Exercise objective:
Look through the data for the string "before". Copy every line where it is found.

The data:

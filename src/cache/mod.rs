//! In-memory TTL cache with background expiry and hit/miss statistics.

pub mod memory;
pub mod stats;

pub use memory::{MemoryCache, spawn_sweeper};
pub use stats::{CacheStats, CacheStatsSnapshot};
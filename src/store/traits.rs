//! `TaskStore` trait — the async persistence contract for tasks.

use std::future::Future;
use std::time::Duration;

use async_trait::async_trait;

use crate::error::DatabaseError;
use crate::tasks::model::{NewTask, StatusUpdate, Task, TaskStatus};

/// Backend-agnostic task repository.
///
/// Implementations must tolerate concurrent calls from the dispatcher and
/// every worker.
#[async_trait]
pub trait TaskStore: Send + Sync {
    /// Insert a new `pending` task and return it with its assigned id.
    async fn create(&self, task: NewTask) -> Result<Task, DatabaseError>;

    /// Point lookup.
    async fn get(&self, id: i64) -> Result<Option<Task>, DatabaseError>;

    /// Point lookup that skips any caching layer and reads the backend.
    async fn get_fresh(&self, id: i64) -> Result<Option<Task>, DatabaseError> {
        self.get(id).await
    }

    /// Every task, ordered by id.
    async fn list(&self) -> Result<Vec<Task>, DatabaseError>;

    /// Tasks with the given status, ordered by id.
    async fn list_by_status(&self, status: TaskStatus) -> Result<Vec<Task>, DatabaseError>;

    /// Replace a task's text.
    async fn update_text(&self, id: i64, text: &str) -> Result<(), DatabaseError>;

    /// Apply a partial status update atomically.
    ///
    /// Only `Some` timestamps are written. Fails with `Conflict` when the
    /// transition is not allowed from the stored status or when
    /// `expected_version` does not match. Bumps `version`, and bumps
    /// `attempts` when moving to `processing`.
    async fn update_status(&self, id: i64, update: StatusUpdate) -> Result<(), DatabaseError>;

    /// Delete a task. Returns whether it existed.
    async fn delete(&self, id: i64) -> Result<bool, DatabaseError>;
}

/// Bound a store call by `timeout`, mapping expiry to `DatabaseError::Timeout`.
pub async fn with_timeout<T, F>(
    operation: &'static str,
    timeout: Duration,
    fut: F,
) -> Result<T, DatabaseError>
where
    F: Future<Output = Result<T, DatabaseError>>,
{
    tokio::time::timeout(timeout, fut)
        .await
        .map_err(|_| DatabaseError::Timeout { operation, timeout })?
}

--

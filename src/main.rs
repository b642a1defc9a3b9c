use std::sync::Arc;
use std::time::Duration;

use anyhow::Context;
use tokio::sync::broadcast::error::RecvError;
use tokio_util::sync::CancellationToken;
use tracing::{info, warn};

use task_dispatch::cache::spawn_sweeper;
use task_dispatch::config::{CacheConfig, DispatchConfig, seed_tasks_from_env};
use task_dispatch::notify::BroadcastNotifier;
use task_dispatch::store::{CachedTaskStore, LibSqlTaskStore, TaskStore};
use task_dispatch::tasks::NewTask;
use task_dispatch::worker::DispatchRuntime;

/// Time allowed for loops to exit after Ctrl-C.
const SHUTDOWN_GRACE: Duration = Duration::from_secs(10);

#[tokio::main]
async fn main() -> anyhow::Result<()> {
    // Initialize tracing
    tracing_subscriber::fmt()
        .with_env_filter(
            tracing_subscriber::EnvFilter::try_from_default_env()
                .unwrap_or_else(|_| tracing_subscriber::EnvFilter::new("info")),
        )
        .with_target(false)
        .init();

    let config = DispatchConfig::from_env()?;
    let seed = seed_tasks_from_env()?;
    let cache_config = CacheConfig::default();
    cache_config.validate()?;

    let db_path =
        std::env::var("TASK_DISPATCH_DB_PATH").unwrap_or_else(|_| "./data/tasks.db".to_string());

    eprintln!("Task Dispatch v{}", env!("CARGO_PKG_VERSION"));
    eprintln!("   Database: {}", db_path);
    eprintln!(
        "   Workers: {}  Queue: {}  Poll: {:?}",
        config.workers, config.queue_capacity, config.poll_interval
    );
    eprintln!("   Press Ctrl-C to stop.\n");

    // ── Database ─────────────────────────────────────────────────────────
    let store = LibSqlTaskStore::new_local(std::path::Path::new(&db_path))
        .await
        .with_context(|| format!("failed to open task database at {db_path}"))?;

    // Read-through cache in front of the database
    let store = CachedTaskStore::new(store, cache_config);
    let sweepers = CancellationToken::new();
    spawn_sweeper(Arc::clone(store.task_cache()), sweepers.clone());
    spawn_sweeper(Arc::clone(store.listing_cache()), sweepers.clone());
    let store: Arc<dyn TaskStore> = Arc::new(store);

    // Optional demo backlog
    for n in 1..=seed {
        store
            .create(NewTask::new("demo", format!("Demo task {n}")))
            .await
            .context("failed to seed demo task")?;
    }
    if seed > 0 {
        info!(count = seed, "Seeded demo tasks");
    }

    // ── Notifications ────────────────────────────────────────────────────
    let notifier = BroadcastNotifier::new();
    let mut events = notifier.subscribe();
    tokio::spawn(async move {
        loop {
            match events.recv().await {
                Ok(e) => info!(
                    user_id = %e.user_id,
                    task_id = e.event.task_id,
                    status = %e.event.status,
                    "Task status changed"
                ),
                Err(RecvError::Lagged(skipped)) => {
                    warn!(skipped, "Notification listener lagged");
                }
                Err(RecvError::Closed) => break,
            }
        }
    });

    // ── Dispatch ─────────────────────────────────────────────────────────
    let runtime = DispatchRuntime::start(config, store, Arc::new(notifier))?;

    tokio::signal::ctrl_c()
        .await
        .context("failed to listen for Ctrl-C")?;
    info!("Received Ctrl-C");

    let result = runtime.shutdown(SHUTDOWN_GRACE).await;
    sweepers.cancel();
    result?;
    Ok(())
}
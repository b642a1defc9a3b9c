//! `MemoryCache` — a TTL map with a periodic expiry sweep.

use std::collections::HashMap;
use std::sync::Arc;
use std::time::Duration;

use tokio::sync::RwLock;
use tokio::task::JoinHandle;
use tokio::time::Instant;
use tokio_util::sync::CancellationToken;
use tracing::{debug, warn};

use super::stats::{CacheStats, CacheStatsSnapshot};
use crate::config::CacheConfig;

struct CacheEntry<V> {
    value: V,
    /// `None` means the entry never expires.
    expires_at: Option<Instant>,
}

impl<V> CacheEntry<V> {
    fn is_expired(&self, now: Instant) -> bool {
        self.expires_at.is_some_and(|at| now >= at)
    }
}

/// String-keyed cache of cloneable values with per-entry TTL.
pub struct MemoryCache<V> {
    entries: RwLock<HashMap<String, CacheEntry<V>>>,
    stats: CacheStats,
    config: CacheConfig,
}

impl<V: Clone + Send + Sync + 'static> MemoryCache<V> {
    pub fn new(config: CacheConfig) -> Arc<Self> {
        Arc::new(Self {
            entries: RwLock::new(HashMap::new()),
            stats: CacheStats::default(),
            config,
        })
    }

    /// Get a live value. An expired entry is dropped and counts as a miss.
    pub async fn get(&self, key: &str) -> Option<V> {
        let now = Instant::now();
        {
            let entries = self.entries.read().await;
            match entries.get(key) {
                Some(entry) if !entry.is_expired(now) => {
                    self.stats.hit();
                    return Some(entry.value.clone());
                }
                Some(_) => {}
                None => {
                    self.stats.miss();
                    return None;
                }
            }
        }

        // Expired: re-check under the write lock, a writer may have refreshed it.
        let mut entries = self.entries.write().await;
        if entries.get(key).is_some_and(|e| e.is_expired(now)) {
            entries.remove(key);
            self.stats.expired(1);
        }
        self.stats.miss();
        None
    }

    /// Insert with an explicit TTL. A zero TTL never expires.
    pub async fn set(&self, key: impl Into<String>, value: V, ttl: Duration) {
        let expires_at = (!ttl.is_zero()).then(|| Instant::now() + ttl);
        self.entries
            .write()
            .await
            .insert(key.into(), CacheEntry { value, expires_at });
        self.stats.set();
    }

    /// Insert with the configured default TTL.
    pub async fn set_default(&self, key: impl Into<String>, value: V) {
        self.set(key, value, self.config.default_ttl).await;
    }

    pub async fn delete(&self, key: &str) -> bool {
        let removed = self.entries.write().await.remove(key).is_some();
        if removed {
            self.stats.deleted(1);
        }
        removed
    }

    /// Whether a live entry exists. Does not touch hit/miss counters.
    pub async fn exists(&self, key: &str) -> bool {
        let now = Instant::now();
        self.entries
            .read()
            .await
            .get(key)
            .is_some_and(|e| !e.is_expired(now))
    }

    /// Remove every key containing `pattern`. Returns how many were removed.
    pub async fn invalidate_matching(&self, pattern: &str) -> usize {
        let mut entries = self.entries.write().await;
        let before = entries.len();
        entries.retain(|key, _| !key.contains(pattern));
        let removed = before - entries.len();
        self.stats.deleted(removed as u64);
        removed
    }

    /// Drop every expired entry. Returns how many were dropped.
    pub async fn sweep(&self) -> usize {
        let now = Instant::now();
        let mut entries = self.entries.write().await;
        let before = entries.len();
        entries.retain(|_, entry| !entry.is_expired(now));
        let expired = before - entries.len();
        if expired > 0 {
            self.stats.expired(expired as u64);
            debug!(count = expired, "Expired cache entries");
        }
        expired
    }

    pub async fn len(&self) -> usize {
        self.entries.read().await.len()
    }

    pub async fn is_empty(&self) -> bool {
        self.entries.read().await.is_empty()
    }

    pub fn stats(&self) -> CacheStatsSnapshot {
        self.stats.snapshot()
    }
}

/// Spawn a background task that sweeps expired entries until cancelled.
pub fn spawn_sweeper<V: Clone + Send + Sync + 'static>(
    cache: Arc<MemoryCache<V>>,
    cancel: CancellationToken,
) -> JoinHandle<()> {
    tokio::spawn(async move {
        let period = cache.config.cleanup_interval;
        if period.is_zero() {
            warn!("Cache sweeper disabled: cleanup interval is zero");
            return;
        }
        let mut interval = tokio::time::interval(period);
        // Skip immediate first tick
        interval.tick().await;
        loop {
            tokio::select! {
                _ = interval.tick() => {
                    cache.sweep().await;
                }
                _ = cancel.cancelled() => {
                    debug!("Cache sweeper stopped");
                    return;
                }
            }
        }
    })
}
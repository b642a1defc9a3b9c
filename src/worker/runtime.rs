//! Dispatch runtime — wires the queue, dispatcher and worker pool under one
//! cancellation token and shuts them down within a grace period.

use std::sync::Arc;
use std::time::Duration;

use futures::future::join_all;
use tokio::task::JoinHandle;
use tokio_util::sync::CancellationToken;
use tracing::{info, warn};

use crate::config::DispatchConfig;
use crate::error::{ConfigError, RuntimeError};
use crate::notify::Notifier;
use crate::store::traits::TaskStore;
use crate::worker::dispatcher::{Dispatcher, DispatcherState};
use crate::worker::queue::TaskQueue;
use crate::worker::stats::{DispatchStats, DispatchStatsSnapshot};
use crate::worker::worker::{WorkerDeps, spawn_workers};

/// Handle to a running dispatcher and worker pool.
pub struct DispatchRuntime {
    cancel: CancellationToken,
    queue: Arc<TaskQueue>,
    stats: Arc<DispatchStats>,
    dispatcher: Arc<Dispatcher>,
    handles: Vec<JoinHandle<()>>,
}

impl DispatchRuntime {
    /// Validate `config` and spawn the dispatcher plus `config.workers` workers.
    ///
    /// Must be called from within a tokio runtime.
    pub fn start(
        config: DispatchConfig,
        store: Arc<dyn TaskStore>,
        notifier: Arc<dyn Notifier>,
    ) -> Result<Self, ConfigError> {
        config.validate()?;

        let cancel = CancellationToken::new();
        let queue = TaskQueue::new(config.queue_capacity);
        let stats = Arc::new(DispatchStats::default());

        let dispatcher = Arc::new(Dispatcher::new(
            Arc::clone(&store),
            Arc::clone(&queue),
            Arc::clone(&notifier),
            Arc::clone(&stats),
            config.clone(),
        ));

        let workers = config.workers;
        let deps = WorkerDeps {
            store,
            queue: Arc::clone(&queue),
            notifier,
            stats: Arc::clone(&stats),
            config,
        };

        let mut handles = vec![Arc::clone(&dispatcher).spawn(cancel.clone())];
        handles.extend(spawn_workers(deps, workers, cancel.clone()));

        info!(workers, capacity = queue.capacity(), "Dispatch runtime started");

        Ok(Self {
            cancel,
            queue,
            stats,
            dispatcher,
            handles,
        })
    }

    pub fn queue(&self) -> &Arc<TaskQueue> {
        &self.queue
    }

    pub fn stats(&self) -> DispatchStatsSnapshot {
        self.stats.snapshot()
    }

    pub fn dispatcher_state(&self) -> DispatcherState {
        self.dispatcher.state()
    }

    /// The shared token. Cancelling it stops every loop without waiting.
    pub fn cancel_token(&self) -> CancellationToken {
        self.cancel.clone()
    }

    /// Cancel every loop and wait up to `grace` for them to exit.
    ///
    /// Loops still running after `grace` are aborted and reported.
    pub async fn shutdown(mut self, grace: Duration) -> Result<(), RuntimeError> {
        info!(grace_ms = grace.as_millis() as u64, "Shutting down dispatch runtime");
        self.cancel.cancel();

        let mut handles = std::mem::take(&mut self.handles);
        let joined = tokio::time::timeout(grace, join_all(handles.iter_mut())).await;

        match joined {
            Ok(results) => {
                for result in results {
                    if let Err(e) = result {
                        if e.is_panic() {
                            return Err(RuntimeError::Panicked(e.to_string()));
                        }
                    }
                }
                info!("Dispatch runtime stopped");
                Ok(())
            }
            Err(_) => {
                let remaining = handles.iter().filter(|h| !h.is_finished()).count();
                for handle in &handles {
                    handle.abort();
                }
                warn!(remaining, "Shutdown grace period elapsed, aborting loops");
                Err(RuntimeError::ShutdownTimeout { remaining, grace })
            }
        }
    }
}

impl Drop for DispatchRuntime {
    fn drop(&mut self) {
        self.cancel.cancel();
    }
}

Exercise response:
        let before = entries.len();
        let removed = before - entries.len();
        let before = entries.len();
        let expired = before - entries.len();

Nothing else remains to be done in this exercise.